Calling out The B.S.! And Pounding the Table on Upstart as the Shorts Cry Wolf
My Opinion! Short-sellers are in full panic mode ahead of Upstart’s earnings – and I’m here pounding the table (literally), calling their B.S.
The Short Attack: Convenient Timing, Shaky Claims
In the past week, a dramatic short report and even a sniffing “investigation” by a law firm conveniently materialized right before Upstart’s earnings. How convenient. When nearly 30% of your float is sold short, you can bet the short camp will throw everything (including the kitchen sink) at the stock to scare off weak hands. The latest allegations of “breached fiduciary duty” by Upstart’s management reek of desperation more than substance. It’s a classic tactic: sow doubt, drop the share price, and hopefully cover their shorts on the cheap before the truth outs. Well, I’m not biting – and neither are the fundamentals.
Fundamentals Don’t Lie: Blowout Quarter and AI Edge
While the short crowd spins its narrative, Upstart’s actual performance tells a different story. Last quarter’s earnings were a smackdown: Q2 revenue came in at $257 million (up 102% year-on-year) and the company even notched its first GAAP net profit since 2022. They originated $2.8 billion in loans during Q2 (a 159% YoY surge) – not exactly the profile of a dying lending business. Those aren’t numbers from a company in trouble; they’re the numbers of a growth story back in high gear.
And what about those supposed credit problems the shorts keep whispering about? Check the math: Upstart’s AI-driven underwriting is actually reducing defaults. In fact, year-over-year delinquency rates dropped ~20–32% as of Q2 – yes, defaults went down, not up. The platform’s AI models assess far more data points than old-school lenders do, and it shows: default rates on Upstart-powered personal loans are roughly 75% lower than industry averages for similar borrowers. That’s not hype – that’s math. So the next time a short seller blog screams “rising defaults!”, remember that Upstart’s real-world loan performance is actually improving. The company’s tech is working as intended (approving more borrowers while keeping losses in check), which is exactly why I’m banging on this Hertz-colored desk in the first place.
Rate Relief on the Horizon – a Tailwind for UPST
Here’s another inconvenient fact for the bears: the macro winds are shifting in Upstart’s favor. After a year of high interest rates putting a damper on lending, relief finally arrived in late 2024 – the Fed began cutting rates, and guess what happened? Upstart’s business took off. The dip in rates at the end of 2024 was a big tailwind for Upstart’s loan volumes, and Wall Street expects more easing ahead. Lower rates mean cheaper loans and a bigger pool of borrowers, which is rocket fuel for an AI-driven lender that thrives on volume. In other words, as borrowing costs fall, Upstart’s addressable market grows. You can almost hear the collective groan from the short sellers – the last thing they want is a macro environment that supercharges Upstart’s growth. (To be fair, if the Fed drags its feet on rate cuts, Upstart’s momentum could pause. But with inflation cooling and economic growth steady, the bias is toward easing – and Upstart is ready to pounce.)

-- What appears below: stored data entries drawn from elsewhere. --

//! # stepwise-ddl
//!
//! DDL statement building for the stepwise migration toolkit.
//!
//! This crate provides:
//! - Plain definition types for columns, constraints and indexes
//! - Fluent builders that assemble those definitions
//! - A [`Dialect`] trait isolating all SQL syntax, with a PostgreSQL implementation
//! - A [`StatementBuilder`] that accumulates one transaction worth of statements
//!
//! ## Example
//!
//! ```rust
//! use stepwise_ddl::{ColumnDefinition, ConstraintDefinition, IndexDefinition, StatementBuilder};
//!
//! let mut builder = StatementBuilder::postgres();
//! builder.begin();
//! builder
//!     .create_table(
//!         "posts",
//!         &[
//!             ColumnDefinition::builder("id", "BIGINT").auto_increment(true).build(),
//!             ColumnDefinition::builder("author_id", "BIGINT")
//!                 .foreign_key(true, "users", ["id"])
//!                 .build(),
//!             ColumnDefinition::new("title", "TEXT"),
//!         ],
//!         &[ConstraintDefinition::builder().with_columns(["id"]).primary_key().build()],
//!     )
//!     .add_index(IndexDefinition::new("idx_posts_author", ["author_id"]));
//!
//! let batch = builder.commit();
//! assert!(batch.contains(r#"CREATE TABLE IF NOT EXISTS "posts""#));
//! ```
//!
//! ## Trust boundary
//!
//! Identifiers are double-quoted. Column types, default values, check
//! expressions and index predicates are written into the SQL verbatim and
//! must come from trusted migration code.

pub mod builder;
pub mod definition;
pub mod dialect;
pub mod fluent;

pub use builder::{AlterColumnBuilder, StatementBuilder, TableBuilder};
pub use definition::{
    ColumnAlteration, ColumnDefinition, ConstraintDefinition, ConstraintKind, ForeignReference,
    IndexDefinition,
};
pub use dialect::{Dialect, Postgres};
pub use fluent::{ColumnBuilder, ConstraintBuilder, IndexBuilder};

High Risk, High Conviction – Pounding the Table into Earnings
Make no mistake: Upstart isn’t a “safe” stock by any conservative measure. It’s volatile, it’s heavily shorted, and it only recently clawed back to profitability. I acknowledge the risk – if something truly is rotten at the company or if the economy flips upside down, my table-pounding conviction will land me on the wrong side of a meme. But looking at the evidence, I see a disconnect between perception and reality. The broader credit environment is far from a meltdown – banks’ latest earnings show credit quality is stable to improving, unemployment is low, and consumers are still spending (this isn’t 2008 all over again, despite the doomsayers). In my opinion, the negative press around Upstart right now is being driven more by short-term tactics than any genuine corporate malfeasance. Breach of fiduciary duty? Please. The only
breach here is the breach of common sense in taking these short-seller theatrics at face value.
I’m pounding the table on UPST going into earnings because I believe the shorts are about to get crushed. Could I be wrong? Sure, that’s the nature of high-risk, high-reward investing – either you win big or you end up with egg on your face. But given Upstart’s surging growth, improving loan performance, and an incoming tailwind from lower rates, I like my odds. In fact, I’ll go one step further: I suspect a lot of those short players will be scrambling for the exits once real numbers hit the tape and blow up their flimsy narrative.